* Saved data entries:
================
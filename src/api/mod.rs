//! JSON HTTP surface over the ledger services.
//!
//! Handlers are thin: they deserialize, call one service operation and map
//! the typed [`LedgerError`] onto a status code.

pub mod routes;

use crate::error::LedgerError;
use crate::AppState;
use axum::http::StatusCode;
use axum::response::{IntoResponse, Response};
use axum::Json;
use axum::Router;
use serde_json::json;
use tower_http::trace::TraceLayer;

/// Build the application router with request tracing
pub fn build_router(state: AppState) -> Router {
    routes::routes()
        .layer(TraceLayer::new_for_http())
        .with_state(state)
}

// ===== Error Handling =====

#[derive(Debug)]
pub struct ApiError(pub LedgerError);

impl From<LedgerError> for ApiError {
    fn from(err: LedgerError) -> Self {
        ApiError(err)
    }
}

impl ApiError {
    pub fn status(&self) -> StatusCode {
        match &self.0 {
            LedgerError::InsufficientFunds { .. }
            | LedgerError::WithdrawalLimitExceeded { .. }
            | LedgerError::EscrowOverRelease { .. }
            | LedgerError::NothingToSettle(_) => StatusCode::UNPROCESSABLE_ENTITY,
            LedgerError::WalletFrozen(_) => StatusCode::LOCKED,
            LedgerError::InvalidStateTransition { .. }
            | LedgerError::ExternalReferenceMismatch(_)
            | LedgerError::SettlementInProgress { .. }
            | LedgerError::DuplicateReference { .. } => StatusCode::CONFLICT,
            LedgerError::AccountNotFound(_) | LedgerError::NotFound(_) => StatusCode::NOT_FOUND,
            LedgerError::InvalidAmount(_) | LedgerError::Validation(_) => StatusCode::BAD_REQUEST,
            LedgerError::Unauthorized(_) => StatusCode::FORBIDDEN,
            LedgerError::Store(_) => StatusCode::INTERNAL_SERVER_ERROR,
        }
    }
}

impl IntoResponse for ApiError {
    fn into_response(self) -> Response {
        let status = self.status();
        let message = match &self.0 {
            LedgerError::Store(err) => {
                tracing::error!("Store error: {}", err);
                "Internal server error".to_string()
            }
            other => other.to_string(),
        };

        let body = Json(json!({
            "error": message,
            "code": self.0.code(),
        }));

        (status, body).into_response()
    }
}

#[cfg(test)]
mod tests {
    use super::*;
    use crate::error::StoreError;
    use rust_decimal::Decimal;

    #[test]
    fn test_error_status_mapping() {
        let funds = ApiError(LedgerError::InsufficientFunds {
            account_id: "u1".to_string(),
            available: Decimal::ZERO,
            requested: Decimal::ONE,
        });
        assert_eq!(funds.status(), StatusCode::UNPROCESSABLE_ENTITY);
        assert_eq!(
            ApiError(LedgerError::WalletFrozen("u1".to_string())).status(),
            StatusCode::LOCKED
        );
        assert_eq!(
            ApiError(LedgerError::ExternalReferenceMismatch("x".to_string())).status(),
            StatusCode::CONFLICT
        );
        assert_eq!(
            ApiError(LedgerError::Unauthorized("x".to_string())).status(),
            StatusCode::FORBIDDEN
        );
        assert_eq!(
            ApiError(LedgerError::Store(StoreError::TransactionClosed)).status(),
            StatusCode::INTERNAL_SERVER_ERROR
        );
    }
}
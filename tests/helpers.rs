#![allow(dead_code)]

use ecocup_ledger::config::LedgerConfig;
use ecocup_ledger::models::*;
use ecocup_ledger::store::{LedgerStore, MemoryLedgerStore};
use ecocup_ledger::AppState;
use rust_decimal::Decimal;
use std::sync::Arc;

pub const ADMIN_ID: &str = "ops-admin";

pub fn admin() -> Actor {
    Actor::Admin(ADMIN_ID.to_string())
}

pub fn dec(units: i64) -> Decimal {
    Decimal::new(units, 0)
}

/// Whole-unit currency with one allowlisted admin
pub fn test_config() -> LedgerConfig {
    LedgerConfig {
        admin_ids: vec![ADMIN_ID.to_string()],
        ..LedgerConfig::default()
    }
}

/// Services over a fresh in-memory store
pub struct TestLedger {
    pub store: Arc<dyn LedgerStore>,
    pub app: AppState,
}

impl TestLedger {
    pub fn new() -> Self {
        Self::with_config(test_config())
    }

    pub fn with_config(config: LedgerConfig) -> Self {
        let store: Arc<dyn LedgerStore> = Arc::new(MemoryLedgerStore::new());
        Self::over(store, config)
    }

    pub fn over(store: Arc<dyn LedgerStore>, config: LedgerConfig) -> Self {
        let app = AppState::new(store.clone(), config);
        Self { store, app }
    }

    /// Top up `account_id` by `amount`, returning the new balance
    pub async fn fund(&self, account_id: &str, amount: i64) -> Decimal {
        self.app
            .ledger
            .post_entry(
                NewEntry::credit(account_id, dec(amount), ReferenceType::Topup)
                    .with_reference(uuid::Uuid::new_v4().to_string()),
            )
            .await
            .expect("Failed to fund account")
            .balance_after()
    }

    pub async fn balance(&self, account_id: &str) -> Decimal {
        self.app
            .ledger
            .balance(account_id)
            .await
            .expect("Failed to read balance")
    }

    /// Register a partner and verify it
    pub async fn active_partner(&self, partner_id: &str, commission_rate: Decimal) -> PartnerWallet {
        self.app
            .partners
            .register_partner(
                NewPartner {
                    partner_id: partner_id.to_string(),
                    partner_type: PartnerType::Canteen,
                    commission_rate,
                    bank_account: Some("VCB-0001".to_string()),
                },
                &Actor::System,
            )
            .await
            .expect("Failed to register partner");
        self.app
            .partners
            .set_partner_status(partner_id, PartnerStatus::Active, &admin())
            .await
            .expect("Failed to activate partner")
    }

    /// Every account must match its entry log
    pub async fn assert_no_drift(&self) {
        let now = chrono::Utc::now();
        let report = self
            .app
            .reconciliation
            .reconciliation_report(now - chrono::Duration::days(1), now + chrono::Duration::days(1))
            .await
            .expect("Failed to build reconciliation report");
        assert!(
            report.is_balanced(),
            "drift found: users {:?}, partners {:?}",
            report.user_drift,
            report.partner_drift
        );
    }
}
//! PostgreSQL ledger store.
//!
//! Row locks are `SELECT ... FOR UPDATE` inside the open transaction. Status
//! changes on batches and payments are conditional `UPDATE ... WHERE status =`
//! statements so a lost race shows up as zero affected rows.

use super::{
    BalanceCheck, EntryTotal, EscrowReleaseTotals, LedgerKind, LedgerStore, LedgerTx,
};
use crate::error::{StoreError, StoreResult};
use crate::models::{
    AuditRecord, EntryType, EscrowPosition, EscrowRelease, EscrowType, LedgerEntry,
    PartnerStatus, PartnerType, PartnerWallet, PaymentMethod, PaymentStatus, PaymentTransaction,
    PaymentTransactionType, ReferenceType, SettlementBatch, SettlementFilter, SettlementStatus,
    WalletAccount,
};
use async_trait::async_trait;
use chrono::{DateTime, Utc};
use rust_decimal::Decimal;
use sqlx::postgres::PgRow;
use sqlx::{PgConnection, PgExecutor, PgPool, Postgres, Row, Transaction};
use uuid::Uuid;

const ACCOUNT_COLUMNS: &str = "account_id, balance, frozen, daily_withdrawal_limit, \
     monthly_withdrawal_limit, created_at, updated_at";

const ENTRY_COLUMNS: &str = "ledger_id, account_id, entry_type, amount, balance_before, \
     balance_after, reference_type, reference_id, description, metadata, created_at";

const RELEASE_COLUMNS: &str = "release_id, account_id, escrow_type, escrow_ref, amount, fee, \
     refund_amount, ledger_id, created_at";

const PARTNER_COLUMNS: &str = "partner_id, partner_type, balance, pending_settlement, \
     total_earned, commission_rate, status, bank_account, created_at, updated_at";
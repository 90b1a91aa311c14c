//! Ledger entry models: the append-only record behind every balance

use crate::models::Actor;
use chrono::{DateTime, Utc};
use rust_decimal::Decimal;
use serde::{Deserialize, Serialize};
use uuid::Uuid;

/// Direction of a ledger entry
#[derive(Debug, Clone, Copy, PartialEq, Eq, Hash, Serialize, Deserialize)]
#[serde(rename_all = "lowercase")]
pub enum EntryType {
    Credit,
    Debit,
}

impl EntryType {
    pub fn as_str(&self) -> &'static str {
        match self {
            Self::Credit => "credit",
            Self::Debit => "debit",
        }
    }

    pub fn from_str(s: &str) -> Option<Self> {
        match s {
            "credit" => Some(Self::Credit),
            "debit" => Some(Self::Debit),
            _ => None,
        }
    }

    /// Apply the sign of this entry type to an amount
    pub fn signed(&self, amount: Decimal) -> Decimal {
        match self {
            Self::Credit => amount,
            Self::Debit => -amount,
        }
    }
}

/// What caused a ledger entry
#[derive(Debug, Clone, Copy, PartialEq, Eq, Hash, Serialize, Deserialize)]
#[serde(rename_all = "snake_case")]
pub enum ReferenceType {
    Topup,
    Withdrawal,
    Refund,
    CupDepositHold,
    CupDepositRelease,
    EbikeDepositHold,
    EbikeDepositRelease,
    TransportPrepayHold,
    TransportPrepayRelease,
    Commission,
    SettlementPayout,
    BalanceCorrection,
    TransferOut,
    TransferIn,
    PartnerPayment,
    Reward,
}

impl ReferenceType {
    pub const ALL: [ReferenceType; 16] = [
        Self::Topup,
        Self::Withdrawal,
        Self::Refund,
        Self::CupDepositHold,
        Self::CupDepositRelease,
        Self::EbikeDepositHold,
        Self::EbikeDepositRelease,
        Self::TransportPrepayHold,
        Self::TransportPrepayRelease,
        Self::Commission,
        Self::SettlementPayout,
        Self::BalanceCorrection,
        Self::TransferOut,
        Self::TransferIn,
        Self::PartnerPayment,
        Self::Reward,
    ];

    pub fn as_str(&self) -> &'static str {
        match self {
            Self::Topup => "topup",
            Self::Withdrawal => "withdrawal",
            Self::Refund => "refund",
            Self::CupDepositHold => "cup_deposit_hold",
            Self::CupDepositRelease => "cup_deposit_release",
            Self::EbikeDepositHold => "ebike_deposit_hold",
            Self::EbikeDepositRelease => "ebike_deposit_release",
            Self::TransportPrepayHold => "transport_prepay_hold",
            Self::TransportPrepayRelease => "transport_prepay_release",
            Self::Commission => "commission",
            Self::SettlementPayout => "settlement_payout",
            Self::BalanceCorrection => "balance_correction",
            Self::TransferOut => "transfer_out",
            Self::TransferIn => "transfer_in",
            Self::PartnerPayment => "partner_payment",
            Self::Reward => "reward",
        }
    }

    pub fn from_str(s: &str) -> Option<Self> {
        Self::ALL.iter().copied().find(|r| r.as_str() == s)
    }

    pub fn is_escrow_hold(&self) -> bool {
        matches!(
            self,
            Self::CupDepositHold | Self::EbikeDepositHold | Self::TransportPrepayHold
        )
    }

    pub fn is_escrow_release(&self) -> bool {
        matches!(
            self,
            Self::CupDepositRelease | Self::EbikeDepositRelease | Self::TransportPrepayRelease
        )
    }
}

/// Immutable ledger entry. Never updated or deleted once written.
#[derive(Debug, Clone, PartialEq, Serialize, Deserialize)]
pub struct LedgerEntry {
    pub ledger_id: Uuid,
    pub account_id: String,
    pub entry_type: EntryType,
    pub amount: Decimal,
    pub balance_before: Decimal,
    pub balance_after: Decimal,
    pub reference_type: ReferenceType,
    pub reference_id: Option<String>,
    pub description: Option<String>,
    pub metadata: serde_json::Value,
    pub created_at: DateTime<Utc>,
}

impl LedgerEntry {
    /// Signed effect of this entry on the account balance
    pub fn signed_amount(&self) -> Decimal {
        self.entry_type.signed(self.amount)
    }
}

/// Request to append one entry to an account
#[derive(Debug, Clone, Serialize, Deserialize)]
pub struct NewEntry {
    pub account_id: String,
    pub entry_type: EntryType,
    pub amount: Decimal,
    pub reference_type: ReferenceType,
    /// Idempotency key, unique per (account, reference type)
    #[serde(default)]
    pub reference_id: Option<String>,
    #[serde(default)]
    pub description: Option<String>,
    #[serde(default)]
    pub metadata: Option<serde_json::Value>,
    #[serde(default)]
    pub initiated_by: Actor,
}

impl NewEntry {
    pub fn credit(account_id: impl Into<String>, amount: Decimal, reference_type: ReferenceType) -> Self {
        Self::new(account_id, EntryType::Credit, amount, reference_type)
    }

    pub fn debit(account_id: impl Into<String>, amount: Decimal, reference_type: ReferenceType) -> Self {
        Self::new(account_id, EntryType::Debit, amount, reference_type)
    }

    fn new(
        account_id: impl Into<String>,
        entry_type: EntryType,
        amount: Decimal,
        reference_type: ReferenceType,
    ) -> Self {
        Self {
            account_id: account_id.into(),
            entry_type,
            amount,
            reference_type,
            reference_id: None,
            description: None,
            metadata: None,
            initiated_by: Actor::System,
        }
    }

    pub fn with_reference(mut self, reference_id: impl Into<String>) -> Self {
        self.reference_id = Some(reference_id.into());
        self
    }

    pub fn with_description(mut self, description: impl Into<String>) -> Self {
        self.description = Some(description.into());
        self
    }

    pub fn with_metadata(mut self, metadata: serde_json::Value) -> Self {
        self.metadata = Some(metadata);
        self
    }

    pub fn initiated_by(mut self, actor: Actor) -> Self {
        self.initiated_by = actor;
        self
    }

    /// Build the entry that this request appends on top of `balance_before`
    pub fn to_entry(&self, balance_before: Decimal, now: DateTime<Utc>) -> LedgerEntry {
        LedgerEntry {
            ledger_id: Uuid::new_v4(),
            account_id: self.account_id.clone(),
            entry_type: self.entry_type,
            amount: self.amount,
            balance_before,
            balance_after: balance_before + self.entry_type.signed(self.amount),
            reference_type: self.reference_type,
            reference_id: self.reference_id.clone(),
            description: self.description.clone(),
            metadata: self
                .metadata
                .clone()
                .unwrap_or_else(|| serde_json::json!({})),
            created_at: now,
        }
    }
}

/// Result of the atomic entry operation
#[derive(Debug, Clone, Serialize, Deserialize)]
pub struct PostedEntry {
    pub entry: LedgerEntry,
    /// True when an earlier entry with the same idempotency key was returned
    pub replayed: bool,
}

impl PostedEntry {
    pub fn fresh(entry: LedgerEntry) -> Self {
        Self { entry, replayed: false }
    }

    pub fn replayed(entry: LedgerEntry) -> Self {
        Self { entry, replayed: true }
    }

    pub fn ledger_id(&self) -> Uuid {
        self.entry.ledger_id
    }

    pub fn balance_after(&self) -> Decimal {
        self.entry.balance_after
    }
}

#[cfg(test)]
mod tests {
    use super::*;

    #[test]
    fn test_reference_type_round_trips_through_str() {
        for reference_type in ReferenceType::ALL {
            assert_eq!(ReferenceType::from_str(reference_type.as_str()), Some(reference_type));
        }
        assert_eq!(ReferenceType::from_str("bet_placed"), None);
    }

    #[test]
    fn test_to_entry_applies_sign() {
        let request = NewEntry::debit("u1", Decimal::new(30, 0), ReferenceType::Withdrawal);
        let entry = request.to_entry(Decimal::new(100, 0), Utc::now());
        assert_eq!(entry.balance_after, Decimal::new(70, 0));
        assert_eq!(entry.signed_amount(), Decimal::new(-30, 0));
        assert_eq!(entry.metadata, serde_json::json!({}));
    }

    #[test]
    fn test_escrow_reference_classification() {
        assert!(ReferenceType::CupDepositHold.is_escrow_hold());
        assert!(ReferenceType::EbikeDepositRelease.is_escrow_release());
        assert!(!ReferenceType::Topup.is_escrow_hold());
    }
}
================
* Required action:
For the word "ApiError", return every line of the records that holds it.

* Task result:
pub struct ApiError(pub LedgerError);
impl From<LedgerError> for ApiError {
        ApiError(err)
impl ApiError {
impl IntoResponse for ApiError {
        let funds = ApiError(LedgerError::InsufficientFunds {
            ApiError(LedgerError::WalletFrozen("u1".to_string())).status(),
            ApiError(LedgerError::ExternalReferenceMismatch("x".to_string())).status(),
            ApiError(LedgerError::Unauthorized("x".to_string())).status(),
            ApiError(LedgerError::Store(StoreError::TransactionClosed)).status(),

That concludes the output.